## Exercise
Transcribe the entire listing exactly.

※ ※ ※

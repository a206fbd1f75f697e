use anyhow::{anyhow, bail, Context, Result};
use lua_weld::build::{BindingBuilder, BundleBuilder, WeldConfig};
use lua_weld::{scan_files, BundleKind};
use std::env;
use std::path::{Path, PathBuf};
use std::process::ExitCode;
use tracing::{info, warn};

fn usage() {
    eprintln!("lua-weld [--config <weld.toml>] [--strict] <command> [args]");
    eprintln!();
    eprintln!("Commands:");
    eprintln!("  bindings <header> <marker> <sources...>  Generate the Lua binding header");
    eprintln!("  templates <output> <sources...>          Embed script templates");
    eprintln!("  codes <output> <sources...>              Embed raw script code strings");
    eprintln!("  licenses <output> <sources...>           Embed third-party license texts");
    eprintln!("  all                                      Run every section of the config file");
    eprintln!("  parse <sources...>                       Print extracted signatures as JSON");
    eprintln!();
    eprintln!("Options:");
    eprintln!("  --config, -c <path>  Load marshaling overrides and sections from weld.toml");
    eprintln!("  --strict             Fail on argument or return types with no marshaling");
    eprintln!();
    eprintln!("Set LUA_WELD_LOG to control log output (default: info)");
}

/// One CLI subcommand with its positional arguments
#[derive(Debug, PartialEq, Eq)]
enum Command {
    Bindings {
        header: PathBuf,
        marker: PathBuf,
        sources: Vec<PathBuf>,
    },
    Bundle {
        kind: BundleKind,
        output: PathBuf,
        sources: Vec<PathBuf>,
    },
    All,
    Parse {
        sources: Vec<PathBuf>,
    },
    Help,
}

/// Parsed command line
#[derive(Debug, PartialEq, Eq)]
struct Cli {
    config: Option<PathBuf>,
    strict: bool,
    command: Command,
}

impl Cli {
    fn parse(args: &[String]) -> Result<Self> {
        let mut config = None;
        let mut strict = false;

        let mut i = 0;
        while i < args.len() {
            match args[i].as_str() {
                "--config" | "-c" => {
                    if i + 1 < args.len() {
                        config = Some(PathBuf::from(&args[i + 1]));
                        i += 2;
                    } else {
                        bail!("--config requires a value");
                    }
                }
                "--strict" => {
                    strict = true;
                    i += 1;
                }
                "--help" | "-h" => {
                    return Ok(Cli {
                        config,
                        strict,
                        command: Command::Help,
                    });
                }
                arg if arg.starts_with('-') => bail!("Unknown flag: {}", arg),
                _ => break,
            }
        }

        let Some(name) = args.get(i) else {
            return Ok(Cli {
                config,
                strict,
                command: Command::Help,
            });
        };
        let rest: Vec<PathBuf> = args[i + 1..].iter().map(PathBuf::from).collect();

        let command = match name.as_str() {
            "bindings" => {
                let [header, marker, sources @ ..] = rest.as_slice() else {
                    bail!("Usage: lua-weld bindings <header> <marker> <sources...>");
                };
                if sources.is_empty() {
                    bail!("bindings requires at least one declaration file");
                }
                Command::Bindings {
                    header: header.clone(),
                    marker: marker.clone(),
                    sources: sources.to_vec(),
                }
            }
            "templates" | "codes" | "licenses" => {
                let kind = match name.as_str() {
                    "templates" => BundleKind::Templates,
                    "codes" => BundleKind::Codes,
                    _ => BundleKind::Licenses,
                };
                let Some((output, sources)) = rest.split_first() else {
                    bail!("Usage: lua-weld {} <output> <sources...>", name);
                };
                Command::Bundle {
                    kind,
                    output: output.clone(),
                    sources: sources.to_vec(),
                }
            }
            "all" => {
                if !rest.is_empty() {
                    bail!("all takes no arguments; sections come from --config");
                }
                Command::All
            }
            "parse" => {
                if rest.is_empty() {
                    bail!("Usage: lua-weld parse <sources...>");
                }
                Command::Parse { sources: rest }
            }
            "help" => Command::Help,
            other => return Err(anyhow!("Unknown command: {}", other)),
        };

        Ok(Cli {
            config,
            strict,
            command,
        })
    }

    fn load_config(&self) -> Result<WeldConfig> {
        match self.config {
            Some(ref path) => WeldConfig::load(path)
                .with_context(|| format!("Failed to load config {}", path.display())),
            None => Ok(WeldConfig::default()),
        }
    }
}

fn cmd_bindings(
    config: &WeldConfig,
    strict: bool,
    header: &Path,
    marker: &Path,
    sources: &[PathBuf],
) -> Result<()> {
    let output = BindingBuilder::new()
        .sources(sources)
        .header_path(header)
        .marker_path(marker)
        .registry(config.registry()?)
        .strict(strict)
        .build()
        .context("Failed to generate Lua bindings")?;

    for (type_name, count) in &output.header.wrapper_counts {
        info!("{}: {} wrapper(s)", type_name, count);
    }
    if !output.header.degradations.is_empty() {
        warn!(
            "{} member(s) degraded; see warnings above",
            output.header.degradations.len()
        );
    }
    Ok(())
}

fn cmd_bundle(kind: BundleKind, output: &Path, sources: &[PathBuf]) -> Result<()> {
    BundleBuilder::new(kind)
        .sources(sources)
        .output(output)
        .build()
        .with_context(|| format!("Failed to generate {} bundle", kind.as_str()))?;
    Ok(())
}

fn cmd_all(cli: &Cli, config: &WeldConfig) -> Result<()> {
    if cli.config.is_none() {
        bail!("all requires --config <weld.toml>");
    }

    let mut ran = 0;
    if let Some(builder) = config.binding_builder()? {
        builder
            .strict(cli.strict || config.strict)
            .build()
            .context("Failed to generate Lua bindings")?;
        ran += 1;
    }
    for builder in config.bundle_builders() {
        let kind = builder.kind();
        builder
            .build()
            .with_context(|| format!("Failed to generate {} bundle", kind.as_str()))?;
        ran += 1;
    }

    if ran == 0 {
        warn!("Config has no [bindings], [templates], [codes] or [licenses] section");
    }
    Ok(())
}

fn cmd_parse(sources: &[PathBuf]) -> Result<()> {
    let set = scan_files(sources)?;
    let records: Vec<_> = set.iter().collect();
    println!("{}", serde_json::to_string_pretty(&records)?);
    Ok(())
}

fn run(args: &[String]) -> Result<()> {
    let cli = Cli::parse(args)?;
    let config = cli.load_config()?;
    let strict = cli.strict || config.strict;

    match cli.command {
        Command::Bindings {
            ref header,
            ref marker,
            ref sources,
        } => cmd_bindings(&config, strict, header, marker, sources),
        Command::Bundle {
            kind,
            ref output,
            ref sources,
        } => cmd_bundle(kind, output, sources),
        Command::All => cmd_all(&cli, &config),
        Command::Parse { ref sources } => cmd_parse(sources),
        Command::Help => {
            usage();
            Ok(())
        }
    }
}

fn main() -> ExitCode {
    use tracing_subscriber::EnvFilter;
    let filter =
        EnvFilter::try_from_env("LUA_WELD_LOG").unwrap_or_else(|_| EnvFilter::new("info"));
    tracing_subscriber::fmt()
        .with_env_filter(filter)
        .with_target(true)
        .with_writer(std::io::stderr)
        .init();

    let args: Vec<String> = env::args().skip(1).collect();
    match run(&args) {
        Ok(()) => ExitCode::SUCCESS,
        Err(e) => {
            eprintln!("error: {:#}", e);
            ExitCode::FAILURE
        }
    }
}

※ ※ ※

## Result below
repository a206fbd1f75f697e
use anyhow::{anyhow, bail, Context, Result};
use lua_weld::build::{BindingBuilder, BundleBuilder, WeldConfig};
use lua_weld::{scan_files, BundleKind};
use std::env;
use std::path::{Path, PathBuf};
use std::process::ExitCode;
use tracing::{info, warn};

fn usage() {
    eprintln!("lua-weld [--config <weld.toml>] [--strict] <command> [args]");
    eprintln!();
    eprintln!("Commands:");
    eprintln!("  bindings <header> <marker> <sources...>  Generate the Lua binding header");
    eprintln!("  templates <output> <sources...>          Embed script templates");
    eprintln!("  codes <output> <sources...>              Embed raw script code strings");
    eprintln!("  licenses <output> <sources...>           Embed third-party license texts");
    eprintln!("  all                                      Run every section of the config file");
    eprintln!("  parse <sources...>                       Print extracted signatures as JSON");
    eprintln!();
    eprintln!("Options:");
    eprintln!("  --config, -c <path>  Load marshaling overrides and sections from weld.toml");
    eprintln!("  --strict             Fail on argument or return types with no marshaling");
    eprintln!();
    eprintln!("Set LUA_WELD_LOG to control log output (default: info)");
}

/// One CLI subcommand with its positional arguments
#[derive(Debug, PartialEq, Eq)]
enum Command {
    Bindings {
        header: PathBuf,
        marker: PathBuf,
        sources: Vec<PathBuf>,
    },
    Bundle {
        kind: BundleKind,
        output: PathBuf,
        sources: Vec<PathBuf>,
    },
    All,
    Parse {
        sources: Vec<PathBuf>,
    },
    Help,
}

/// Parsed command line
#[derive(Debug, PartialEq, Eq)]
struct Cli {
    config: Option<PathBuf>,
    strict: bool,
    command: Command,
}

impl Cli {
    fn parse(args: &[String]) -> Result<Self> {
        let mut config = None;
        let mut strict = false;

        let mut i = 0;
        while i < args.len() {
            match args[i].as_str() {
                "--config" | "-c" => {
                    if i + 1 < args.len() {
                        config = Some(PathBuf::from(&args[i + 1]));
                        i += 2;
                    } else {
                        bail!("--config requires a value");
                    }
                }
                "--strict" => {
                    strict = true;
                    i += 1;
                }
                "--help" | "-h" => {
                    return Ok(Cli {
                        config,
                        strict,
                        command: Command::Help,
                    });
                }
                arg if arg.starts_with('-') => bail!("Unknown flag: {}", arg),
                _ => break,
            }
        }

        let Some(name) = args.get(i) else {
            return Ok(Cli {
                config,
                strict,
                command: Command::Help,
            });
        };
        let rest: Vec<PathBuf> = args[i + 1..].iter().map(PathBuf::from).collect();

        let command = match name.as_str() {
            "bindings" => {
                let [header, marker, sources @ ..] = rest.as_slice() else {
                    bail!("Usage: lua-weld bindings <header> <marker> <sources...>");
                };
                if sources.is_empty() {
                    bail!("bindings requires at least one declaration file");
                }
                Command::Bindings {
                    header: header.clone(),
                    marker: marker.clone(),
                    sources: sources.to_vec(),
                }
            }
            "templates" | "codes" | "licenses" => {
                let kind = match name.as_str() {
                    "templates" => BundleKind::Templates,
                    "codes" => BundleKind::Codes,
                    _ => BundleKind::Licenses,
                };
                let Some((output, sources)) = rest.split_first() else {
                    bail!("Usage: lua-weld {} <output> <sources...>", name);
                };
                Command::Bundle {
                    kind,
                    output: output.clone(),
                    sources: sources.to_vec(),
                }
            }
            "all" => {
                if !rest.is_empty() {
                    bail!("all takes no arguments; sections come from --config");
                }
                Command::All
            }
            "parse" => {
                if rest.is_empty() {
                    bail!("Usage: lua-weld parse <sources...>");
                }
                Command::Parse { sources: rest }
            }
            "help" => Command::Help,
            other => return Err(anyhow!("Unknown command: {}", other)),
        };

        Ok(Cli {
            config,
            strict,
            command,
        })
    }

    fn load_config(&self) -> Result<WeldConfig> {
        match self.config {
            Some(ref path) => WeldConfig::load(path)
                .with_context(|| format!("Failed to load config {}", path.display())),
            None => Ok(WeldConfig::default()),
        }
    }
}

fn cmd_bindings(
    config: &WeldConfig,
    strict: bool,
    header: &Path,
    marker: &Path,
    sources: &[PathBuf],
) -> Result<()> {
    let output = BindingBuilder::new()
        .sources(sources)
        .header_path(header)
        .marker_path(marker)
        .registry(config.registry()?)
        .strict(strict)
        .build()
        .context("Failed to generate Lua bindings")?;

    for (type_name, count) in &output.header.wrapper_counts {
        info!("{}: {} wrapper(s)", type_name, count);
    }
    if !output.header.degradations.is_empty() {
        warn!(
            "{} member(s) degraded; see warnings above",
            output.header.degradations.len()
        );
    }
    Ok(())
}

fn cmd_bundle(kind: BundleKind, output: &Path, sources: &[PathBuf]) -> Result<()> {
    BundleBuilder::new(kind)
        .sources(sources)
        .output(output)
        .build()
        .with_context(|| format!("Failed to generate {} bundle", kind.as_str()))?;
    Ok(())
}

fn cmd_all(cli: &Cli, config: &WeldConfig) -> Result<()> {
    if cli.config.is_none() {
        bail!("all requires --config <weld.toml>");
    }

    let mut ran = 0;
    if let Some(builder) = config.binding_builder()? {
        builder
            .strict(cli.strict || config.strict)
            .build()
            .context("Failed to generate Lua bindings")?;
        ran += 1;
    }
    for builder in config.bundle_builders() {
        let kind = builder.kind();
        builder
            .build()
            .with_context(|| format!("Failed to generate {} bundle", kind.as_str()))?;
        ran += 1;
    }

    if ran == 0 {
        warn!("Config has no [bindings], [templates], [codes] or [licenses] section");
    }
    Ok(())
}

fn cmd_parse(sources: &[PathBuf]) -> Result<()> {
    let set = scan_files(sources)?;
    let records: Vec<_> = set.iter().collect();
    println!("{}", serde_json::to_string_pretty(&records)?);
    Ok(())
}

fn run(args: &[String]) -> Result<()> {
    let cli = Cli::parse(args)?;
    let config = cli.load_config()?;
    let strict = cli.strict || config.strict;

    match cli.command {
        Command::Bindings {
            ref header,
            ref marker,
            ref sources,
        } => cmd_bindings(&config, strict, header, marker, sources),
        Command::Bundle {
            kind,
            ref output,
            ref sources,
        } => cmd_bundle(kind, output, sources),
        Command::All => cmd_all(&cli, &config),
        Command::Parse { ref sources } => cmd_parse(sources),
        Command::Help => {
            usage();
            Ok(())
        }
    }
}

fn main() -> ExitCode {
    use tracing_subscriber::EnvFilter;
    let filter =
        EnvFilter::try_from_env("LUA_WELD_LOG").unwrap_or_else(|_| EnvFilter::new("info"));
    tracing_subscriber::fmt()
        .with_env_filter(filter)
        .with_target(true)
        .with_writer(std::io::stderr)
        .init();

    let args: Vec<String> = env::args().skip(1).collect();
    match run(&args) {
        Ok(()) => ExitCode::SUCCESS,
        Err(e) => {
            eprintln!("error: {:#}", e);
            ExitCode::FAILURE
        }
    }
}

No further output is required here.